# [Work instruction]
Repeat the data in full. No line may differ from the original.

Collected data entries

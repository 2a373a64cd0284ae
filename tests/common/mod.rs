//! Shared fixtures for integration tests.

#![allow(dead_code)]

use futures_util::future::BoxFuture;
use medlist::{CatalogError, DataSource, Medicine, MedicinePatch, Result};
use std::collections::VecDeque;
use std::sync::atomic::{AtomicUsize, Ordering};
use std::sync::{Arc, Mutex};
use tokio::io::{AsyncReadExt, AsyncWriteExt};
use tokio::net::TcpListener;
use tokio::sync::Notify;

/// A fake data source with an observable call count, optional gating, and
/// scripted failures.
///
/// - Every `fetch_all` increments the call counter before doing anything else
/// - When gated, `fetch_all` waits for one `gate().notify_one()` per call
/// - Queued failures are returned by the next fetches, oldest first
/// - `update`/`remove` mutate the held collection like a real store
pub struct ScriptedSource {
    items: Mutex<Vec<Medicine>>,
    failures: Mutex<VecDeque<CatalogError>>,
    fetch_calls: AtomicUsize,
    gate: Option<Arc<Notify>>,
}

impl ScriptedSource {
    pub fn new(items: Vec<Medicine>) -> Self {
        Self {
            items: Mutex::new(items),
            failures: Mutex::new(VecDeque::new()),
            fetch_calls: AtomicUsize::new(0),
            gate: None,
        }
    }

    /// Makes every fetch wait on the gate.
    pub fn gated(mut self) -> Self {
        self.gate = Some(Arc::new(Notify::new()));
        self
    }

    pub fn gate(&self) -> Arc<Notify> {
        Arc::clone(self.gate.as_ref().expect("source is not gated"))
    }

    /// Queues an error for the next fetch.
    pub fn fail_next(&self, error: CatalogError) {
        self.failures.lock().unwrap().push_back(error);
    }

    pub fn fetch_calls(&self) -> usize {
        self.fetch_calls.load(Ordering::SeqCst)
    }

    pub fn set_items(&self, items: Vec<Medicine>) {
        *self.items.lock().unwrap() = items;
    }

    fn not_found(id: &str) -> CatalogError {
        CatalogError::Server {
            status: 404,
            message: format!("medicine {id} not found"),
        }
    }
}

impl DataSource for ScriptedSource {
    fn fetch_all(&self) -> BoxFuture<'_, Result<Vec<Medicine>>> {
        Box::pin(async move {
            self.fetch_calls.fetch_add(1, Ordering::SeqCst);
            if let Some(gate) = &self.gate {
                gate.notified().await;
            }
            if let Some(error) = self.failures.lock().unwrap().pop_front() {
                return Err(error);
            }
            Ok(self.items.lock().unwrap().clone())
        })
    }

    fn update<'a>(&'a self, id: &'a str, patch: &'a MedicinePatch) -> BoxFuture<'a, Result<()>> {
        Box::pin(async move {
            patch.validate()?;
            let mut items = self.items.lock().unwrap();
            let item = items
                .iter_mut()
                .find(|m| m.id == id)
                .ok_or_else(|| Self::not_found(id))?;
            *item = patch.apply_to(item);
            Ok(())
        })
    }

    fn remove<'a>(&'a self, id: &'a str) -> BoxFuture<'a, Result<()>> {
        Box::pin(async move {
            let mut items = self.items.lock().unwrap();
            let before = items.len();
            items.retain(|m| m.id != id);
            if items.len() == before {
                return Err(Self::not_found(id));
            }
            Ok(())
        })
    }
}

pub fn medicine(id: &str, name: &str, description: &str) -> Medicine {
    Medicine {
        price: "$199.99".to_string(),
        rating: 4.9,
        description: Some(description.to_string()),
        ..Medicine::new(id, name)
    }
}

pub fn amoxicillin() -> Medicine {
    medicine(
        "1",
        "Amoxicillin",
        "Used to treat infections such as respiratory tract infections",
    )
}

pub fn names(items: &[Medicine]) -> Vec<&str> {
    items.iter().map(|m| m.name.as_str()).collect()
}

/// Serves exactly one canned HTTP response and returns the collection URL.
pub async fn serve_once(status_line: &'static str, body: &'static str) -> String {
    let listener = TcpListener::bind("127.0.0.1:0").await.unwrap();
    let addr = listener.local_addr().unwrap();

    tokio::spawn(async move {
        let (mut socket, _) = listener.accept().await.unwrap();
        let mut buf = [0u8; 4096];
        let _ = socket.read(&mut buf).await;
        let response = format!(
            "HTTP/1.1 {status_line}\r\nContent-Type: application/json\r\nContent-Length: {}\r\nConnection: close\r\n\r\n{body}",
            body.len()
        );
        socket.write_all(response.as_bytes()).await.unwrap();
        let _ = socket.shutdown().await;
    });

    format!("http://{addr}/medicines")
}

/// Accepts one connection and never answers it.
pub async fn serve_silence() -> String {
    let listener = TcpListener::bind("127.0.0.1:0").await.unwrap();
    let addr = listener.local_addr().unwrap();

    tokio::spawn(async move {
        let (socket, _) = listener.accept().await.unwrap();
        tokio::time::sleep(std::time::Duration::from_secs(30)).await;
        drop(socket);
    });

    format!("http://{addr}/medicines")
}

# [Exercise answer]
repository 2a373a64cd0284ae
filename tests/common/mod.rs
//! Shared fixtures for integration tests.

#![allow(dead_code)]

use futures_util::future::BoxFuture;
use medlist::{CatalogError, DataSource, Medicine, MedicinePatch, Result};
use std::collections::VecDeque;
use std::sync::atomic::{AtomicUsize, Ordering};
use std::sync::{Arc, Mutex};
use tokio::io::{AsyncReadExt, AsyncWriteExt};
use tokio::net::TcpListener;
use tokio::sync::Notify;

/// A fake data source with an observable call count, optional gating, and
/// scripted failures.
///
/// - Every `fetch_all` increments the call counter before doing anything else
/// - When gated, `fetch_all` waits for one `gate().notify_one()` per call
/// - Queued failures are returned by the next fetches, oldest first
/// - `update`/`remove` mutate the held collection like a real store
pub struct ScriptedSource {
    items: Mutex<Vec<Medicine>>,
    failures: Mutex<VecDeque<CatalogError>>,
    fetch_calls: AtomicUsize,
    gate: Option<Arc<Notify>>,
}

impl ScriptedSource {
    pub fn new(items: Vec<Medicine>) -> Self {
        Self {
            items: Mutex::new(items),
            failures: Mutex::new(VecDeque::new()),
            fetch_calls: AtomicUsize::new(0),
            gate: None,
        }
    }

    /// Makes every fetch wait on the gate.
    pub fn gated(mut self) -> Self {
        self.gate = Some(Arc::new(Notify::new()));
        self
    }

    pub fn gate(&self) -> Arc<Notify> {
        Arc::clone(self.gate.as_ref().expect("source is not gated"))
    }

    /// Queues an error for the next fetch.
    pub fn fail_next(&self, error: CatalogError) {
        self.failures.lock().unwrap().push_back(error);
    }

    pub fn fetch_calls(&self) -> usize {
        self.fetch_calls.load(Ordering::SeqCst)
    }

    pub fn set_items(&self, items: Vec<Medicine>) {
        *self.items.lock().unwrap() = items;
    }

    fn not_found(id: &str) -> CatalogError {
        CatalogError::Server {
            status: 404,
            message: format!("medicine {id} not found"),
        }
    }
}

impl DataSource for ScriptedSource {
    fn fetch_all(&self) -> BoxFuture<'_, Result<Vec<Medicine>>> {
        Box::pin(async move {
            self.fetch_calls.fetch_add(1, Ordering::SeqCst);
            if let Some(gate) = &self.gate {
                gate.notified().await;
            }
            if let Some(error) = self.failures.lock().unwrap().pop_front() {
                return Err(error);
            }
            Ok(self.items.lock().unwrap().clone())
        })
    }

    fn update<'a>(&'a self, id: &'a str, patch: &'a MedicinePatch) -> BoxFuture<'a, Result<()>> {
        Box::pin(async move {
            patch.validate()?;
            let mut items = self.items.lock().unwrap();
            let item = items
                .iter_mut()
                .find(|m| m.id == id)
                .ok_or_else(|| Self::not_found(id))?;
            *item = patch.apply_to(item);
            Ok(())
        })
    }

    fn remove<'a>(&'a self, id: &'a str) -> BoxFuture<'a, Result<()>> {
        Box::pin(async move {
            let mut items = self.items.lock().unwrap();
            let before = items.len();
            items.retain(|m| m.id != id);
            if items.len() == before {
                return Err(Self::not_found(id));
            }
            Ok(())
        })
    }
}

pub fn medicine(id: &str, name: &str, description: &str) -> Medicine {
    Medicine {
        price: "$199.99".to_string(),
        rating: 4.9,
        description: Some(description.to_string()),
        ..Medicine::new(id, name)
    }
}

pub fn amoxicillin() -> Medicine {
    medicine(
        "1",
        "Amoxicillin",
        "Used to treat infections such as respiratory tract infections",
    )
}

pub fn names(items: &[Medicine]) -> Vec<&str> {
    items.iter().map(|m| m.name.as_str()).collect()
}

/// Serves exactly one canned HTTP response and returns the collection URL.
pub async fn serve_once(status_line: &'static str, body: &'static str) -> String {
    let listener = TcpListener::bind("127.0.0.1:0").await.unwrap();
    let addr = listener.local_addr().unwrap();

    tokio::spawn(async move {
        let (mut socket, _) = listener.accept().await.unwrap();
        let mut buf = [0u8; 4096];
        let _ = socket.read(&mut buf).await;
        let response = format!(
            "HTTP/1.1 {status_line}\r\nContent-Type: application/json\r\nContent-Length: {}\r\nConnection: close\r\n\r\n{body}",
            body.len()
        );
        socket.write_all(response.as_bytes()).await.unwrap();
        let _ = socket.shutdown().await;
    });

    format!("http://{addr}/medicines")
}

/// Accepts one connection and never answers it.
pub async fn serve_silence() -> String {
    let listener = TcpListener::bind("127.0.0.1:0").await.unwrap();
    let addr = listener.local_addr().unwrap();

    tokio::spawn(async move {
        let (socket, _) = listener.accept().await.unwrap();
        tokio::time::sleep(std::time::Duration::from_secs(30)).await;
        drop(socket);
    });

    format!("http://{addr}/medicines")
}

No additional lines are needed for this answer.